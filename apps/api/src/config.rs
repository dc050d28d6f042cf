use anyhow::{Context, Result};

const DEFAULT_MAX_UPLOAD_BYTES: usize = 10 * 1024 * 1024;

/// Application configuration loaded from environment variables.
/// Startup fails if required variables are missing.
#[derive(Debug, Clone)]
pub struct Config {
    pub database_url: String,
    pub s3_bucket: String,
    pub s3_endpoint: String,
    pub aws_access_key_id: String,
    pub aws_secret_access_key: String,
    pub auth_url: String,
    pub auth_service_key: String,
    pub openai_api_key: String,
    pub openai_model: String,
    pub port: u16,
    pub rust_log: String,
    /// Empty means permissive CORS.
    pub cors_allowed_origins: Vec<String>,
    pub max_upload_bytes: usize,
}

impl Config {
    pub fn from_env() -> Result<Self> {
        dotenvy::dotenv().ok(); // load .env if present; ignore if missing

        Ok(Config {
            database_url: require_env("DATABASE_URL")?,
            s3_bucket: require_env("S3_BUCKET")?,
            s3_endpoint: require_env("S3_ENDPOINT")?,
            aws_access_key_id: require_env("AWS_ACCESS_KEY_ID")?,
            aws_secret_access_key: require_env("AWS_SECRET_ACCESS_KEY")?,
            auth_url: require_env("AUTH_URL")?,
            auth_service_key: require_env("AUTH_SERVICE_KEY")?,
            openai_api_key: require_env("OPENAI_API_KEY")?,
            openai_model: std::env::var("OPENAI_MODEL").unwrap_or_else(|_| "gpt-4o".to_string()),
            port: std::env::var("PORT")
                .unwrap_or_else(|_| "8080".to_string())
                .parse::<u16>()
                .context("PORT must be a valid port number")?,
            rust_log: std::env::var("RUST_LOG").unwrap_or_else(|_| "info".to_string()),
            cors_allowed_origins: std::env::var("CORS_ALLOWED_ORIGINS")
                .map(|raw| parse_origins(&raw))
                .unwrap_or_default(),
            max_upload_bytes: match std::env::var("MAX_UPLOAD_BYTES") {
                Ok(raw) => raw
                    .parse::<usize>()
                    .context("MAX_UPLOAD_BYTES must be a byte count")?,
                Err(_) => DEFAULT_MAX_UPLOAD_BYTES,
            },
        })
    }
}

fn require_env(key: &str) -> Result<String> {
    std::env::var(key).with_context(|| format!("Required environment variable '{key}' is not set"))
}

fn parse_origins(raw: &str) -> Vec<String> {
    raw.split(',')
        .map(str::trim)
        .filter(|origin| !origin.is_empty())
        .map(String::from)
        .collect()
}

-=-=-=-=-

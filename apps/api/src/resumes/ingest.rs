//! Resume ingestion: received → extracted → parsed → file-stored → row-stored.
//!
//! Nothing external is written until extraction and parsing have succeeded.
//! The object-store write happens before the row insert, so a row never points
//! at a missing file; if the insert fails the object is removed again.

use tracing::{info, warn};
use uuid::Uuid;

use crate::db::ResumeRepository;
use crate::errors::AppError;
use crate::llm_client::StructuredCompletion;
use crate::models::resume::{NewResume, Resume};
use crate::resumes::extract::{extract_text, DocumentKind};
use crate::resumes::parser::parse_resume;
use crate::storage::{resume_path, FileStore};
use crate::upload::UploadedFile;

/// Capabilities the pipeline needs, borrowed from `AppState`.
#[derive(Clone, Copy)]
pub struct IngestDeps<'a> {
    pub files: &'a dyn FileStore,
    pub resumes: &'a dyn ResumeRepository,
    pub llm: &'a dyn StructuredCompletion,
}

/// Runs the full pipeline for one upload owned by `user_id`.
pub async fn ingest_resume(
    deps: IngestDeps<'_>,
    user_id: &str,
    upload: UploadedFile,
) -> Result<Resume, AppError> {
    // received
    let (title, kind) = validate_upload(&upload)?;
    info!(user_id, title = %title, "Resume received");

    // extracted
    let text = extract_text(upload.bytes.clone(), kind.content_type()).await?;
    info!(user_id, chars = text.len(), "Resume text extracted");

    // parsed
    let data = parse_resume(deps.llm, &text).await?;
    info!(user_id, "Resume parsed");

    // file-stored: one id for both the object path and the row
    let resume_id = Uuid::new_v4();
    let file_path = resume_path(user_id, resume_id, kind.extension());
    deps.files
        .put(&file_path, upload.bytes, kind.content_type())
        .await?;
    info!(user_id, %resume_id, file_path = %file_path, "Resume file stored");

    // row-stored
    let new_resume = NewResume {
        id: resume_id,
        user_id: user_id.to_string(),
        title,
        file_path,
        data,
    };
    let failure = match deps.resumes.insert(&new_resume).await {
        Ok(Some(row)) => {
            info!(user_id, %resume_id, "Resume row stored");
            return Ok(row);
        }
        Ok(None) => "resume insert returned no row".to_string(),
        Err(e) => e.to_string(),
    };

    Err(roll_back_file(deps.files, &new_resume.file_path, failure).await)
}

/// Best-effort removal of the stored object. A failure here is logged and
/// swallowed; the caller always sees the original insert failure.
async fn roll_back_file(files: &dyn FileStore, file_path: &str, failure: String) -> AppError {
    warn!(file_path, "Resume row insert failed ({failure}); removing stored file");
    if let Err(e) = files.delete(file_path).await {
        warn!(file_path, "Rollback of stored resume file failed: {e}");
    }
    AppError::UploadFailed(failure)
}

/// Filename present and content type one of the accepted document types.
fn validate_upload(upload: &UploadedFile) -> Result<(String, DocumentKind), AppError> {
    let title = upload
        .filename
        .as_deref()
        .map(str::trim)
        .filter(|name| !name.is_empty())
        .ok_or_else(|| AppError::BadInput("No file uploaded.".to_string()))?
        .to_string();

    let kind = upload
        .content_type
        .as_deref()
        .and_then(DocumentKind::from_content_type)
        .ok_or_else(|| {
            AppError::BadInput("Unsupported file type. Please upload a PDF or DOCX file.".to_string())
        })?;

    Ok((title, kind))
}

-=-=-=-=-

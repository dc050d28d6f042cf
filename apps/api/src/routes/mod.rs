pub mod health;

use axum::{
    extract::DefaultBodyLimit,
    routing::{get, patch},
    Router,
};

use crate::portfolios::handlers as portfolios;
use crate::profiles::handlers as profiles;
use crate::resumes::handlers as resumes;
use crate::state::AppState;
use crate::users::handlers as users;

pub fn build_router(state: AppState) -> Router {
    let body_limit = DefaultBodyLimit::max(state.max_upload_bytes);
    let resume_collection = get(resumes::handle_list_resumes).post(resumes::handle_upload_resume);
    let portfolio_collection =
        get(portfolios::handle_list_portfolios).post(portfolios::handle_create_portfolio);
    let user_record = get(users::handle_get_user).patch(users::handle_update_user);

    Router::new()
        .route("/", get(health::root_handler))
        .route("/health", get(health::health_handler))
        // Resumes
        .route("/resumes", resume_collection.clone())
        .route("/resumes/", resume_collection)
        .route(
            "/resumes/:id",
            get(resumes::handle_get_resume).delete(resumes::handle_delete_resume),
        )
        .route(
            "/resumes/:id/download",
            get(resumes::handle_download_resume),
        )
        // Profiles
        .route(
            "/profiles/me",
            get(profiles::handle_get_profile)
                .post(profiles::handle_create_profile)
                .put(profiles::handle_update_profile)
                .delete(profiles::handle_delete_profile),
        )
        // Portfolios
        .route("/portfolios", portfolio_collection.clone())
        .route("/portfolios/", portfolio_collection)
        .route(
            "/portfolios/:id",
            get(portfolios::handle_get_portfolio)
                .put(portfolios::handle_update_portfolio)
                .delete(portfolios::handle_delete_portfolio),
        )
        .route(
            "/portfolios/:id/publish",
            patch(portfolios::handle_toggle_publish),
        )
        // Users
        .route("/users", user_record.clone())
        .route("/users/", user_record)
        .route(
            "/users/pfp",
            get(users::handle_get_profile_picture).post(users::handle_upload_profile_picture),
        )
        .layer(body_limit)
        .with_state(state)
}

-=-=-=-=-

Check the data for the word "handlers" and pull out the lines that have it.

Answer to this problem –
use crate::portfolios::handlers as portfolios;
use crate::profiles::handlers as profiles;
use crate::resumes::handlers as resumes;
use crate::users::handlers as users;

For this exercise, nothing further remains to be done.